**Assignment:** Nothing should be omitted: restate the full listing word for word.
· · · · · · ·
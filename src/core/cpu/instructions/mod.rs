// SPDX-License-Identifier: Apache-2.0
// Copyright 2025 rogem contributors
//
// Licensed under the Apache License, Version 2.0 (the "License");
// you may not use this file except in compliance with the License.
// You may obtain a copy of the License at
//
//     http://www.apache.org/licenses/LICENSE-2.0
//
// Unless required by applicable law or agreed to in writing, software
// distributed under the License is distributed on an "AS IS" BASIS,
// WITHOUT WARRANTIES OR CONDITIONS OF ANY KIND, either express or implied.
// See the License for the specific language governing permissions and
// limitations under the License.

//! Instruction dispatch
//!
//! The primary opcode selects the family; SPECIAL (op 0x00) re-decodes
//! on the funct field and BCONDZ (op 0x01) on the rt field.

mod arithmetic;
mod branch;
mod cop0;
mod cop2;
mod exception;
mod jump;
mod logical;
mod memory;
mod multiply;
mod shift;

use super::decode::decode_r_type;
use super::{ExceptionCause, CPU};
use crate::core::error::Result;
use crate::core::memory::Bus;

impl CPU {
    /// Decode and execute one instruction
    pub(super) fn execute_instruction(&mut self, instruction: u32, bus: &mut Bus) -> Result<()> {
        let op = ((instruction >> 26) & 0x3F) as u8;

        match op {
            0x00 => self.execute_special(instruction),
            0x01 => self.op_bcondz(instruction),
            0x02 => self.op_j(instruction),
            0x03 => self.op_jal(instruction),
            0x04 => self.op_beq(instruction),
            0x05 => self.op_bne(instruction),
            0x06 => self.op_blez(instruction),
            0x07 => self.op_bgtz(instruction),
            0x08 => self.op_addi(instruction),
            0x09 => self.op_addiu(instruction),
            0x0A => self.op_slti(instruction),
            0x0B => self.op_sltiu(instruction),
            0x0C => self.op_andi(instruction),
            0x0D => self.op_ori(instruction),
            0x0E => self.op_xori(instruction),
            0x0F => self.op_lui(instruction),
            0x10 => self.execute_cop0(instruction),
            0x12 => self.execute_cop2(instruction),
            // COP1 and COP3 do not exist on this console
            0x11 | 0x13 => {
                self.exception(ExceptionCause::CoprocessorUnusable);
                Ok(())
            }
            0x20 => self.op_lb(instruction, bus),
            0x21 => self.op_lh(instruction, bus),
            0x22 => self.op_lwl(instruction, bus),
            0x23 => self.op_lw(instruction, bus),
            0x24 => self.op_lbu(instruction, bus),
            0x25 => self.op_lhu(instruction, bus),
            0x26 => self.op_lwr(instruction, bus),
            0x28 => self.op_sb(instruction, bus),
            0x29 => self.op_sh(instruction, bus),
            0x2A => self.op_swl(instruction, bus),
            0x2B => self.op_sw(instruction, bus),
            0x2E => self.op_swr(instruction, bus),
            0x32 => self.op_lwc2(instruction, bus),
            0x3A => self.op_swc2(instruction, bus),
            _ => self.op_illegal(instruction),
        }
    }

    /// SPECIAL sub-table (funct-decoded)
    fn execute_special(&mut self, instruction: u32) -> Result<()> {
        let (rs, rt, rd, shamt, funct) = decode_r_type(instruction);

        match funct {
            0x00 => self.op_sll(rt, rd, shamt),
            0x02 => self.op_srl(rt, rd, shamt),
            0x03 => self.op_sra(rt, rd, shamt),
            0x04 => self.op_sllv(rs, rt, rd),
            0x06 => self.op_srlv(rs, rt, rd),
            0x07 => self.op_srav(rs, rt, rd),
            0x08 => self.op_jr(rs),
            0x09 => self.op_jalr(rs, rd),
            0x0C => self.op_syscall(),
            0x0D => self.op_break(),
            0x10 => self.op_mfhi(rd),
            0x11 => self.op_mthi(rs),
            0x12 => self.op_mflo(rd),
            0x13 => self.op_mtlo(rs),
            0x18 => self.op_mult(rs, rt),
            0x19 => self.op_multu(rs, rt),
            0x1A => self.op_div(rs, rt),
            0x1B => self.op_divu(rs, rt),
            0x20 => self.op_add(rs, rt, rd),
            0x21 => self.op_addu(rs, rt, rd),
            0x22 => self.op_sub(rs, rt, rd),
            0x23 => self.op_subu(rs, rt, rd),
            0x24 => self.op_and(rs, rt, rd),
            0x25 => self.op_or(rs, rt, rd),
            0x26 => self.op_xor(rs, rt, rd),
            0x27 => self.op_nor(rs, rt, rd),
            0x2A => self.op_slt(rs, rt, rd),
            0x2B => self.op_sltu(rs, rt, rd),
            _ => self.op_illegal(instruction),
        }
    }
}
· · · · · · ·
**The completed task:**
filename src/core/cpu/instructions/mod.rs
// SPDX-License-Identifier: Apache-2.0
// Copyright 2025 rogem contributors
//
// Licensed under the Apache License, Version 2.0 (the "License");
// you may not use this file except in compliance with the License.
// You may obtain a copy of the License at
//
//     http://www.apache.org/licenses/LICENSE-2.0
//
// Unless required by applicable law or agreed to in writing, software
// distributed under the License is distributed on an "AS IS" BASIS,
// WITHOUT WARRANTIES OR CONDITIONS OF ANY KIND, either express or implied.
// See the License for the specific language governing permissions and
// limitations under the License.

//! Instruction dispatch
//!
//! The primary opcode selects the family; SPECIAL (op 0x00) re-decodes
//! on the funct field and BCONDZ (op 0x01) on the rt field.

mod arithmetic;
mod branch;
mod cop0;
mod cop2;
mod exception;
mod jump;
mod logical;
mod memory;
mod multiply;
mod shift;

use super::decode::decode_r_type;
use super::{ExceptionCause, CPU};
use crate::core::error::Result;
use crate::core::memory::Bus;

impl CPU {
    /// Decode and execute one instruction
    pub(super) fn execute_instruction(&mut self, instruction: u32, bus: &mut Bus) -> Result<()> {
        let op = ((instruction >> 26) & 0x3F) as u8;

        match op {
            0x00 => self.execute_special(instruction),
            0x01 => self.op_bcondz(instruction),
            0x02 => self.op_j(instruction),
            0x03 => self.op_jal(instruction),
            0x04 => self.op_beq(instruction),
            0x05 => self.op_bne(instruction),
            0x06 => self.op_blez(instruction),
            0x07 => self.op_bgtz(instruction),
            0x08 => self.op_addi(instruction),
            0x09 => self.op_addiu(instruction),
            0x0A => self.op_slti(instruction),
            0x0B => self.op_sltiu(instruction),
            0x0C => self.op_andi(instruction),
            0x0D => self.op_ori(instruction),
            0x0E => self.op_xori(instruction),
            0x0F => self.op_lui(instruction),
            0x10 => self.execute_cop0(instruction),
            0x12 => self.execute_cop2(instruction),
            // COP1 and COP3 do not exist on this console
            0x11 | 0x13 => {
                self.exception(ExceptionCause::CoprocessorUnusable);
                Ok(())
            }
            0x20 => self.op_lb(instruction, bus),
            0x21 => self.op_lh(instruction, bus),
            0x22 => self.op_lwl(instruction, bus),
            0x23 => self.op_lw(instruction, bus),
            0x24 => self.op_lbu(instruction, bus),
            0x25 => self.op_lhu(instruction, bus),
            0x26 => self.op_lwr(instruction, bus),
            0x28 => self.op_sb(instruction, bus),
            0x29 => self.op_sh(instruction, bus),
            0x2A => self.op_swl(instruction, bus),
            0x2B => self.op_sw(instruction, bus),
            0x2E => self.op_swr(instruction, bus),
            0x32 => self.op_lwc2(instruction, bus),
            0x3A => self.op_swc2(instruction, bus),
            _ => self.op_illegal(instruction),
        }
    }

    /// SPECIAL sub-table (funct-decoded)
    fn execute_special(&mut self, instruction: u32) -> Result<()> {
        let (rs, rt, rd, shamt, funct) = decode_r_type(instruction);

        match funct {
            0x00 => self.op_sll(rt, rd, shamt),
            0x02 => self.op_srl(rt, rd, shamt),
            0x03 => self.op_sra(rt, rd, shamt),
            0x04 => self.op_sllv(rs, rt, rd),
            0x06 => self.op_srlv(rs, rt, rd),
            0x07 => self.op_srav(rs, rt, rd),
            0x08 => self.op_jr(rs),
            0x09 => self.op_jalr(rs, rd),
            0x0C => self.op_syscall(),
            0x0D => self.op_break(),
            0x10 => self.op_mfhi(rd),
            0x11 => self.op_mthi(rs),
            0x12 => self.op_mflo(rd),
            0x13 => self.op_mtlo(rs),
            0x18 => self.op_mult(rs, rt),
            0x19 => self.op_multu(rs, rt),
            0x1A => self.op_div(rs, rt),
            0x1B => self.op_divu(rs, rt),
            0x20 => self.op_add(rs, rt, rd),
            0x21 => self.op_addu(rs, rt, rd),
            0x22 => self.op_sub(rs, rt, rd),
            0x23 => self.op_subu(rs, rt, rd),
            0x24 => self.op_and(rs, rt, rd),
            0x25 => self.op_or(rs, rt, rd),
            0x26 => self.op_xor(rs, rt, rd),
            0x27 => self.op_nor(rs, rt, rd),
            0x2A => self.op_slt(rs, rt, rd),
            0x2B => self.op_sltu(rs, rt, rd),
            _ => self.op_illegal(instruction),
        }
    }
}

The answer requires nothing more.